_Task instructions_: Going through the records that follow, please count the lines with "display" in them and give only the count.

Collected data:
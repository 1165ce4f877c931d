use anyhow::Result;
use colored::Colorize;
use lms_start_core::config::LauncherConfig;
use lms_start_core::project;
use lms_start_core::readiness::{HttpProbe, Probe};
use std::path::Path;
use std::process::Command;

use super::GlobalArgs;

struct CheckResult {
    passed: bool,
    message: String,
}

impl CheckResult {
    fn pass(message: impl Into<String>) -> Self {
        Self {
            passed: true,
            message: message.into(),
        }
    }

    fn fail(message: impl Into<String>) -> Self {
        Self {
            passed: false,
            message: message.into(),
        }
    }
}

/// A package directory and the npm scripts its launch commands need.
fn check_package(label: &str, dir: &Path, commands: &[&str]) -> Vec<CheckResult> {
    if !dir.is_dir() {
        return vec![CheckResult::fail(format!(
            "{}: directory {} not found",
            label,
            dir.display()
        ))];
    }

    let mut results = Vec::new();
    let needed: Vec<&str> = commands
        .iter()
        .filter_map(|c| project::npm_script(c))
        .collect();

    if !needed.is_empty() {
        match project::package_scripts(dir) {
            Ok(scripts) => {
                let missing: Vec<&str> = needed
                    .iter()
                    .filter(|s| !scripts.iter().any(|have| have == *s))
                    .copied()
                    .collect();
                if missing.is_empty() {
                    results.push(CheckResult::pass(format!(
                        "{}: package.json scripts OK ({})",
                        label,
                        needed.join(", ")
                    )));
                } else {
                    results.push(CheckResult::fail(format!(
                        "{}: package.json is missing script(s): {}",
                        label,
                        missing.join(", ")
                    )));
                }
            }
            Err(e) => results.push(CheckResult::fail(format!("{}: {:#}", label, e))),
        }
    }

    if dir.join("node_modules").is_dir() {
        results.push(CheckResult::pass(format!("{}: node_modules installed", label)));
    } else {
        results.push(CheckResult::fail(format!(
            "{}: node_modules not found (run: cd {} && npm install)",
            label,
            dir.display()
        )));
    }

    results
}

fn check_server_entry(dir: &Path, command: &str) -> Option<CheckResult> {
    let entry = project::node_entry(command)?;
    let path = dir.join(entry);
    Some(if path.is_file() {
        CheckResult::pass(format!("Frontend server entry {} found", entry))
    } else {
        CheckResult::fail(format!("Frontend server entry {} not found", path.display()))
    })
}

fn check_tool(name: &str, label: &str, install_hint: &str) -> CheckResult {
    // npm is a .cmd shim on Windows and has to go through the shell.
    let output = if cfg!(windows) {
        Command::new("cmd").args(["/C", name, "--version"]).output()
    } else {
        Command::new(name).arg("--version").output()
    };
    match output {
        Ok(output) if output.status.success() => {
            let version = String::from_utf8_lossy(&output.stdout).trim().to_string();
            CheckResult::pass(format!("{} ({})", label, version))
        }
        Ok(_) => CheckResult::fail(format!("{} found but returned error", label)),
        Err(_) => CheckResult::fail(format!("{} not found (install: {})", label, install_hint)),
    }
}

/// A server that already answers will collide with the one being launched.
fn check_endpoint(probe: &mut dyn Probe, label: &str, url: &str) -> CheckResult {
    if probe.is_ready(url) {
        CheckResult::fail(format!(
            "{} already answering at {} (an earlier launch may still be running)",
            label, url
        ))
    } else {
        CheckResult::pass(format!("{} address {} is free", label, url))
    }
}

pub fn run(global: &GlobalArgs) -> Result<()> {
    let root = project::resolve_root(global.root.as_deref())?;
    println!("{}", "lms-start doctor".bold());
    println!("  root: {}", root.display());
    println!();

    // === Configuration ===
    println!("{}", "Configuration".bold().underline());
    let sources = global.sources(&root);
    let (config_check, config) = match global.load() {
        Ok((_, config)) if sources.project_file.exists() => (
            CheckResult::pass(format!("{} found and valid", sources.project_file.display())),
            config,
        ),
        Ok((_, config)) => (
            CheckResult::pass("No lms.toml (using built-in defaults)"),
            config,
        ),
        Err(e) => (
            CheckResult::fail(format!("Configuration invalid: {:#}", e)),
            LauncherConfig::default(),
        ),
    };
    let config_checks = vec![config_check];
    print_checks(&config_checks);

    // === Packages ===
    println!();
    println!("{}", "Packages".bold().underline());
    let shared_dir = root.join(&config.shared.dir);
    let backend_dir = root.join(&config.backend.dir);
    let frontend_dir = root.join(&config.frontend.dir);
    let mut package_checks = Vec::new();
    package_checks.extend(check_package(
        "Shared",
        &shared_dir,
        &[config.shared.build.as_str()],
    ));
    package_checks.extend(check_package(
        "Backend",
        &backend_dir,
        &[config.backend.command.as_str()],
    ));
    package_checks.extend(check_package(
        "Frontend",
        &frontend_dir,
        &[config.frontend.build.as_str(), config.frontend.command.as_str()],
    ));
    package_checks.extend(check_server_entry(&frontend_dir, &config.frontend.command));
    print_checks(&package_checks);

    // === Tools ===
    println!();
    println!("{}", "Development Tools".bold().underline());
    let tool_checks = vec![
        check_tool("node", "Node.js", "https://nodejs.org"),
        check_tool("npm", "npm", "https://nodejs.org"),
    ];
    print_checks(&tool_checks);

    // === Endpoints ===
    println!();
    println!("{}", "Endpoints".bold().underline());
    let mut probe = HttpProbe::new()?;
    let endpoint_checks = vec![
        check_endpoint(&mut probe, "Backend", &config.backend.url),
        check_endpoint(&mut probe, "Frontend", &config.frontend.url),
    ];
    print_checks(&endpoint_checks);

    // === Summary ===
    let all_checks: Vec<&CheckResult> = config_checks
        .iter()
        .chain(package_checks.iter())
        .chain(tool_checks.iter())
        .chain(endpoint_checks.iter())
        .collect();

    let total = all_checks.len();
    let passed = all_checks.iter().filter(|c| c.passed).count();
    let failed = total - passed;

    println!();
    let summary = format!("{}/{} checks passed", passed, total);
    if failed == 0 {
        println!("{}", summary.green().bold());
    } else {
        println!("{}", summary.yellow().bold());
        println!(
            "{}",
            format!("{} issue(s) found, see above for details", failed).yellow()
        );
    }

    Ok(())
}

fn print_checks(checks: &[CheckResult]) {
    for check in checks {
        if check.passed {
            println!("  {} {}", "\u{2713}".green(), check.message);
        } else {
            println!("  {} {}", "\u{2717}".red(), check.message);
        }
    }
}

_Solution for this task_: 5